▸ Items listed in a dataset

----

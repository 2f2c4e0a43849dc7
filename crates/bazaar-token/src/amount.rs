//! Payment currency amount representation.
//!
//! Amounts are stored as base units internally. Arithmetic is integer-only;
//! display renders the fixed six-decimal form.

use crate::{BASE_UNITS_PER_COIN, CURRENCY_TICKER};
use serde::{Deserialize, Serialize};
use std::fmt;

/// An amount of the payment currency.
///
/// Internally stored as base units (1 coin = 10^6 base units).
#[derive(Debug, Clone, Copy, PartialEq, Eq, PartialOrd, Ord, Hash, Serialize, Deserialize)]
#[serde(transparent)]
pub struct Amount {
    base_units: u64,
}

impl Amount {
    /// Zero.
    pub const ZERO: Self = Self { base_units: 0 };

    /// Maximum amount (`u64::MAX` base units).
    pub const MAX: Self = Self {
        base_units: u64::MAX,
    };

    /// Create an amount from base units.
    #[must_use]
    pub const fn from_base_units(base_units: u64) -> Self {
        Self { base_units }
    }

    /// Create an amount from whole coins, saturating at [`Amount::MAX`].
    #[must_use]
    pub const fn coins(coins: u64) -> Self {
        Self {
            base_units: coins.saturating_mul(BASE_UNITS_PER_COIN),
        }
    }

    /// Get the amount in base units.
    #[must_use]
    pub const fn base_units(&self) -> u64 {
        self.base_units
    }

    /// Check if the amount is zero.
    #[must_use]
    pub const fn is_zero(&self) -> bool {
        self.base_units == 0
    }

    /// Checked addition.
    #[must_use]
    pub const fn checked_add(&self, other: Self) -> Option<Self> {
        match self.base_units.checked_add(other.base_units) {
            Some(base_units) => Some(Self { base_units }),
            None => None,
        }
    }

    /// Checked subtraction.
    #[must_use]
    pub const fn checked_sub(&self, other: Self) -> Option<Self> {
        match self.base_units.checked_sub(other.base_units) {
            Some(base_units) => Some(Self { base_units }),
            None => None,
        }
    }
}

impl Default for Amount {
    fn default() -> Self {
        Self::ZERO
    }
}

impl fmt::Display for Amount {
    fn fmt(&self, f: &mut fmt::Formatter<'_>) -> fmt::Result {
        let whole = self.base_units / BASE_UNITS_PER_COIN;
        let frac = self.base_units % BASE_UNITS_PER_COIN;
        write!(f, "{whole}.{frac:06} {CURRENCY_TICKER}")
    }
}

impl From<u64> for Amount {
    fn from(base_units: u64) -> Self {
        Self::from_base_units(base_units)
    }
}

#[cfg(test)]
mod tests {
    use super::*;
    use proptest::prelude::*;

    #[test]
    fn test_coins_to_base_units() {
        assert_eq!(Amount::coins(1).base_units(), BASE_UNITS_PER_COIN);
        assert_eq!(Amount::coins(u64::MAX), Amount::MAX);
    }

    #[test]
    fn test_zero() {
        assert!(Amount::ZERO.is_zero());
        assert_eq!(Amount::default(), Amount::ZERO);
    }

    #[test]
    fn test_checked_arithmetic() {
        let a = Amount::from_base_units(3);
        let b = Amount::from_base_units(5);
        assert_eq!(a.checked_add(b), Some(Amount::from_base_units(8)));
        assert_eq!(a.checked_sub(b), None);
        assert_eq!(b.checked_sub(a), Some(Amount::from_base_units(2)));
        assert_eq!(Amount::MAX.checked_add(a), None);
    }

    #[test]
    fn test_display() {
        assert_eq!(Amount::from_base_units(1_500_000).to_string(), "1.500000 BZR");
        assert_eq!(Amount::from_base_units(28_100).to_string(), "0.028100 BZR");
    }

    #[test]
    fn test_ordering() {
        assert!(Amount::from_base_units(1) < Amount::from_base_units(2));
    }

    proptest! {
        #[test]
        fn prop_add_then_sub_restores(a in any::<u64>(), b in any::<u64>()) {
            let a = Amount::from_base_units(a);
            let b = Amount::from_base_units(b);
            match a.checked_add(b) {
                Some(sum) => {
                    prop_assert_eq!(sum.checked_sub(b), Some(a));
                    prop_assert_eq!(sum.checked_sub(a), Some(b));
                }
                None => prop_assert!(a.base_units().checked_add(b.base_units()).is_none()),
            }
        }

        #[test]
        fn prop_display_keeps_base_units(units in any::<u64>()) {
            let shown = Amount::from_base_units(units).to_string();
            let digits: String = shown.chars().filter(char::is_ascii_digit).collect();
            prop_assert_eq!(digits.parse::<u128>().ok(), Some(u128::from(units)));
        }
    }

    #[test]
    fn test_serialization_is_transparent() {
        let amount = Amount::from_base_units(28_100);
        let json = serde_json::to_string(&amount).expect("serialize");
        assert_eq!(json, "28100");
        let parsed: Amount = serde_json::from_str(&json).expect("deserialize");
        assert_eq!(amount, parsed);
    }
}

----

▸ Exercise requirements
A verbatim repeat of all the entries above is the required answer.

▸ Solution to the exercise
repository 2f2c4e0a43849dc7
filename crates/bazaar-token/src/amount.rs
//! Payment currency amount representation.
//!
//! Amounts are stored as base units internally. Arithmetic is integer-only;
//! display renders the fixed six-decimal form.

use crate::{BASE_UNITS_PER_COIN, CURRENCY_TICKER};
use serde::{Deserialize, Serialize};
use std::fmt;

/// An amount of the payment currency.
///
/// Internally stored as base units (1 coin = 10^6 base units).
#[derive(Debug, Clone, Copy, PartialEq, Eq, PartialOrd, Ord, Hash, Serialize, Deserialize)]
#[serde(transparent)]
pub struct Amount {
    base_units: u64,
}

impl Amount {
    /// Zero.
    pub const ZERO: Self = Self { base_units: 0 };

    /// Maximum amount (`u64::MAX` base units).
    pub const MAX: Self = Self {
        base_units: u64::MAX,
    };

    /// Create an amount from base units.
    #[must_use]
    pub const fn from_base_units(base_units: u64) -> Self {
        Self { base_units }
    }

    /// Create an amount from whole coins, saturating at [`Amount::MAX`].
    #[must_use]
    pub const fn coins(coins: u64) -> Self {
        Self {
            base_units: coins.saturating_mul(BASE_UNITS_PER_COIN),
        }
    }

    /// Get the amount in base units.
    #[must_use]
    pub const fn base_units(&self) -> u64 {
        self.base_units
    }

    /// Check if the amount is zero.
    #[must_use]
    pub const fn is_zero(&self) -> bool {
        self.base_units == 0
    }

    /// Checked addition.
    #[must_use]
    pub const fn checked_add(&self, other: Self) -> Option<Self> {
        match self.base_units.checked_add(other.base_units) {
            Some(base_units) => Some(Self { base_units }),
            None => None,
        }
    }

    /// Checked subtraction.
    #[must_use]
    pub const fn checked_sub(&self, other: Self) -> Option<Self> {
        match self.base_units.checked_sub(other.base_units) {
            Some(base_units) => Some(Self { base_units }),
            None => None,
        }
    }
}

impl Default for Amount {
    fn default() -> Self {
        Self::ZERO
    }
}

impl fmt::Display for Amount {
    fn fmt(&self, f: &mut fmt::Formatter<'_>) -> fmt::Result {
        let whole = self.base_units / BASE_UNITS_PER_COIN;
        let frac = self.base_units % BASE_UNITS_PER_COIN;
        write!(f, "{whole}.{frac:06} {CURRENCY_TICKER}")
    }
}

impl From<u64> for Amount {
    fn from(base_units: u64) -> Self {
        Self::from_base_units(base_units)
    }
}

#[cfg(test)]
mod tests {
    use super::*;
    use proptest::prelude::*;

    #[test]
    fn test_coins_to_base_units() {
        assert_eq!(Amount::coins(1).base_units(), BASE_UNITS_PER_COIN);
        assert_eq!(Amount::coins(u64::MAX), Amount::MAX);
    }

    #[test]
    fn test_zero() {
        assert!(Amount::ZERO.is_zero());
        assert_eq!(Amount::default(), Amount::ZERO);
    }

    #[test]
    fn test_checked_arithmetic() {
        let a = Amount::from_base_units(3);
        let b = Amount::from_base_units(5);
        assert_eq!(a.checked_add(b), Some(Amount::from_base_units(8)));
        assert_eq!(a.checked_sub(b), None);
        assert_eq!(b.checked_sub(a), Some(Amount::from_base_units(2)));
        assert_eq!(Amount::MAX.checked_add(a), None);
    }

    #[test]
    fn test_display() {
        assert_eq!(Amount::from_base_units(1_500_000).to_string(), "1.500000 BZR");
        assert_eq!(Amount::from_base_units(28_100).to_string(), "0.028100 BZR");
    }

    #[test]
    fn test_ordering() {
        assert!(Amount::from_base_units(1) < Amount::from_base_units(2));
    }

    proptest! {
        #[test]
        fn prop_add_then_sub_restores(a in any::<u64>(), b in any::<u64>()) {
            let a = Amount::from_base_units(a);
            let b = Amount::from_base_units(b);
            match a.checked_add(b) {
                Some(sum) => {
                    prop_assert_eq!(sum.checked_sub(b), Some(a));
                    prop_assert_eq!(sum.checked_sub(a), Some(b));
                }
                None => prop_assert!(a.base_units().checked_add(b.base_units()).is_none()),
            }
        }

        #[test]
        fn prop_display_keeps_base_units(units in any::<u64>()) {
            let shown = Amount::from_base_units(units).to_string();
            let digits: String = shown.chars().filter(char::is_ascii_digit).collect();
            prop_assert_eq!(digits.parse::<u128>().ok(), Some(u128::from(units)));
        }
    }

    #[test]
    fn test_serialization_is_transparent() {
        let amount = Amount::from_base_units(28_100);
        let json = serde_json::to_string(&amount).expect("serialize");
        assert_eq!(json, "28100");
        let parsed: Amount = serde_json::from_str(&json).expect("deserialize");
        assert_eq!(amount, parsed);
    }
}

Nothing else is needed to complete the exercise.